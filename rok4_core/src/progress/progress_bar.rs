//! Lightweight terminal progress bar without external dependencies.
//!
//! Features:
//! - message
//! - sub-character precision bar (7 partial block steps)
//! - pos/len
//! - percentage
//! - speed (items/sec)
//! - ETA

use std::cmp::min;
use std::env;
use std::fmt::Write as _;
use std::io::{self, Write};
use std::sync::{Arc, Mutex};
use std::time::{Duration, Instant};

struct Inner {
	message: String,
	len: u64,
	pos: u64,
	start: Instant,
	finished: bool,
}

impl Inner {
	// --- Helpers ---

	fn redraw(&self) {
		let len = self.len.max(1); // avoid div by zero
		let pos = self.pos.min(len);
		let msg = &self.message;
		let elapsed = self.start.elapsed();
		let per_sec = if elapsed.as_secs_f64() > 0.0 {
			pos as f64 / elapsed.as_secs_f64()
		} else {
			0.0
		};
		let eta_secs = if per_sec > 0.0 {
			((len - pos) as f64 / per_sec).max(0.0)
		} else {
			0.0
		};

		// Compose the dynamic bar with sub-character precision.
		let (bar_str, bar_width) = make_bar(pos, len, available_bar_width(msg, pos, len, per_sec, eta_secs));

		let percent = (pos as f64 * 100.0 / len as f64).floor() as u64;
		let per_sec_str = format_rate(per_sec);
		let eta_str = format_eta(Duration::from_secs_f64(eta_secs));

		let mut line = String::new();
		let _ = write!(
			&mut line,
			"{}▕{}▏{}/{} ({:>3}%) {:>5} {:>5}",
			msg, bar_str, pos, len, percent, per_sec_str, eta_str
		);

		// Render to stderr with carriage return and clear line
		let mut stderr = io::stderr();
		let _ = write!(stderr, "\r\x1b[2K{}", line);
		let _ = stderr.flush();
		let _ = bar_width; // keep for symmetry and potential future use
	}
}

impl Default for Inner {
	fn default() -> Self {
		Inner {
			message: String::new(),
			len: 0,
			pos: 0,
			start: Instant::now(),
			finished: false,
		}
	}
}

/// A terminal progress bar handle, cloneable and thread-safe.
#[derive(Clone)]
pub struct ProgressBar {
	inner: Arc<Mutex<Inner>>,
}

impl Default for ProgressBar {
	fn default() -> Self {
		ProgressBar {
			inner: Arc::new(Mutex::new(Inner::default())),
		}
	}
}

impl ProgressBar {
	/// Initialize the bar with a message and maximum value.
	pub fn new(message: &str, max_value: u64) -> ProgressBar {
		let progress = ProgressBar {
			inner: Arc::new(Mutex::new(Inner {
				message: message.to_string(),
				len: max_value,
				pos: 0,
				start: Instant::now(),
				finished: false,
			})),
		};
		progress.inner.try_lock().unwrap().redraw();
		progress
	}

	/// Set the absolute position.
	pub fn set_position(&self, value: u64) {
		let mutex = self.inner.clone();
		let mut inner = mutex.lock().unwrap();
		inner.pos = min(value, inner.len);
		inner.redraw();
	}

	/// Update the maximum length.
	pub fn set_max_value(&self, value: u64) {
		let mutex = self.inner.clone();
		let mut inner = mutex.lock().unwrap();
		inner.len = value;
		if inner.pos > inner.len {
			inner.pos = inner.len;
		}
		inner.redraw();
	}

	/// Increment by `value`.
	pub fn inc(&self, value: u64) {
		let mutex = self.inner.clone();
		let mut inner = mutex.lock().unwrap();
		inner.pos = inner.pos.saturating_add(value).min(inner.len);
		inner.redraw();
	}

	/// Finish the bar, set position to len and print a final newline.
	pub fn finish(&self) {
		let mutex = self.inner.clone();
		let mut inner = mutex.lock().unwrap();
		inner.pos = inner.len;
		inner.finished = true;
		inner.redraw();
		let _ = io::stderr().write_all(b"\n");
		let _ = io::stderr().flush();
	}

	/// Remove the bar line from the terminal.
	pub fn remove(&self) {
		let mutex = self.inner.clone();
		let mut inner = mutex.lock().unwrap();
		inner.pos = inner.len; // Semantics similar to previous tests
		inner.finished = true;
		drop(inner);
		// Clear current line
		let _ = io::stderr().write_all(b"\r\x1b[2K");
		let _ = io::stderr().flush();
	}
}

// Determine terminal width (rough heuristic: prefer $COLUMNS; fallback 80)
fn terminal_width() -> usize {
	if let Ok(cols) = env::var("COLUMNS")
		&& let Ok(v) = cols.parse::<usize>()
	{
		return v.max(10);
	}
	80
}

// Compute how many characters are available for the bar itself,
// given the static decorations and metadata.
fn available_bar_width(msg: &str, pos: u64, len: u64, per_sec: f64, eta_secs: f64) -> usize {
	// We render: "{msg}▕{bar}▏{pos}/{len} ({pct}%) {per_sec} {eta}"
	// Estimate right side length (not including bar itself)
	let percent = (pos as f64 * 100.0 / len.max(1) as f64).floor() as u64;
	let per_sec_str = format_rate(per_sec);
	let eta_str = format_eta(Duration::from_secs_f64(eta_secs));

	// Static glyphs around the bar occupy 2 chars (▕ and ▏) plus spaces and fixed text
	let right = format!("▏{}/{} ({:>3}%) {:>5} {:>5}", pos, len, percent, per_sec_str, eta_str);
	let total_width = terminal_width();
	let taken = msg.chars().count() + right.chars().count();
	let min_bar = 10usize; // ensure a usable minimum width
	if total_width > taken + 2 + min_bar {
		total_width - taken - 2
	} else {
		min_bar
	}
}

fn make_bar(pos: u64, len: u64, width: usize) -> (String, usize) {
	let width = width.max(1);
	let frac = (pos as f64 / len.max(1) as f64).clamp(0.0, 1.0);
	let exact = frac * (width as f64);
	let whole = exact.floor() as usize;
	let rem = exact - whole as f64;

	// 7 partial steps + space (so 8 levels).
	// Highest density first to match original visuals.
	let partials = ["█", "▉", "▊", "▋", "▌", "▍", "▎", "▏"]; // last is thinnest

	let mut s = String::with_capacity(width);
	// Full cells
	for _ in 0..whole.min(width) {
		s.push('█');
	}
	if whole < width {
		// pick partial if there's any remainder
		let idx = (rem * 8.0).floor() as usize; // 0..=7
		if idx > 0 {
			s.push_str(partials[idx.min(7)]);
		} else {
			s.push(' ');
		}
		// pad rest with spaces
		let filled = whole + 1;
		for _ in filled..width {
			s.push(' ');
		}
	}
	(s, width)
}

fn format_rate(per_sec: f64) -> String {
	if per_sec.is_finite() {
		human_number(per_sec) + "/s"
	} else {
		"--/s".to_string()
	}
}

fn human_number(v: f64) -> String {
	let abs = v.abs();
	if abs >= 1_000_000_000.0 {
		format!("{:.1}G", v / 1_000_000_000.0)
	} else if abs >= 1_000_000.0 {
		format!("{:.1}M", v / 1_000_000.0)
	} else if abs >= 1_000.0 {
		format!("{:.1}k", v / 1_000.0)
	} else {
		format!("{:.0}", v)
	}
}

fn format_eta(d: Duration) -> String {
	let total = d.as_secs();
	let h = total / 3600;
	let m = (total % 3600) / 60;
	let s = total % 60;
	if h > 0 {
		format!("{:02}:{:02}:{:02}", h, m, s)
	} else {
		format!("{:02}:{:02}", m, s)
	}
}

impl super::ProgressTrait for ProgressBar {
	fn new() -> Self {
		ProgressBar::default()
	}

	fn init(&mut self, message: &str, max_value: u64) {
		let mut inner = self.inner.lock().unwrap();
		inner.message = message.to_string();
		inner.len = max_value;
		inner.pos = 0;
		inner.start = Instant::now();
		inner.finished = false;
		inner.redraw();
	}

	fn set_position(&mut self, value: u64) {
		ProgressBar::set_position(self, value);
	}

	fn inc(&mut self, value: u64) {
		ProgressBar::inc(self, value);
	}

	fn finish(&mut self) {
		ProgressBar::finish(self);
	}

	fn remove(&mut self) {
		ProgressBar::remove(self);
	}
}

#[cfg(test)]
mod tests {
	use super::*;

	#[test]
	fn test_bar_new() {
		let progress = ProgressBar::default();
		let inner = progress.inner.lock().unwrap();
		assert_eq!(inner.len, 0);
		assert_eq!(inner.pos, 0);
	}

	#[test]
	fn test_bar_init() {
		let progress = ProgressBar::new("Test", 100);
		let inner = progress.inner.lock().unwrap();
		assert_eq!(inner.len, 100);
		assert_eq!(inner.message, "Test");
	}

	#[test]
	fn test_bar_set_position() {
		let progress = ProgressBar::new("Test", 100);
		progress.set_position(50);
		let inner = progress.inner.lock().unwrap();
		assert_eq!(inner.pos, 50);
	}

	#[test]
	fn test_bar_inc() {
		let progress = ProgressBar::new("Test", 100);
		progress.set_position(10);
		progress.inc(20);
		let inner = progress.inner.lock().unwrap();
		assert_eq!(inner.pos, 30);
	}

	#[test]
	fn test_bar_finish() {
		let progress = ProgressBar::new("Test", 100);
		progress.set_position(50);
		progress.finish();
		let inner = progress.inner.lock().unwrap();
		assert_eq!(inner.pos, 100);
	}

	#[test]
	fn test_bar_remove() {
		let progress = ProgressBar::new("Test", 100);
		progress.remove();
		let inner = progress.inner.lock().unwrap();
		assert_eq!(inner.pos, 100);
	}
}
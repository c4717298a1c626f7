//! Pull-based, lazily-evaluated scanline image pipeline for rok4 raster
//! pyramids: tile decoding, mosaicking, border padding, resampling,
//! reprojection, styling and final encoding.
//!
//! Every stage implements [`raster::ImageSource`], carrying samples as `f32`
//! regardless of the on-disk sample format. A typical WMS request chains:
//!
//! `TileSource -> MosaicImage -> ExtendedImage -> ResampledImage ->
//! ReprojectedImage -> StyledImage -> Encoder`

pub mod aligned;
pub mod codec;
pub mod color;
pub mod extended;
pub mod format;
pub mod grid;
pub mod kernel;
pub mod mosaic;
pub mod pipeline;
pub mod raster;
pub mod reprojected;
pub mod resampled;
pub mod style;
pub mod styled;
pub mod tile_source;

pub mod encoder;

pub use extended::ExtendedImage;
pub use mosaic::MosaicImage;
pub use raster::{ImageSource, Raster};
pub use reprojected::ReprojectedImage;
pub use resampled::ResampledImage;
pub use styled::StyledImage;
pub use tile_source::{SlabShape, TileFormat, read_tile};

........

# Problem to solve
Word for word, quote the lines from the line containing "pub use styled::StyledImage;" through the end of the material, both included, and nothing else.

# Exercise answer
pub use styled::StyledImage;
pub use tile_source::{SlabShape, TileFormat, read_tile};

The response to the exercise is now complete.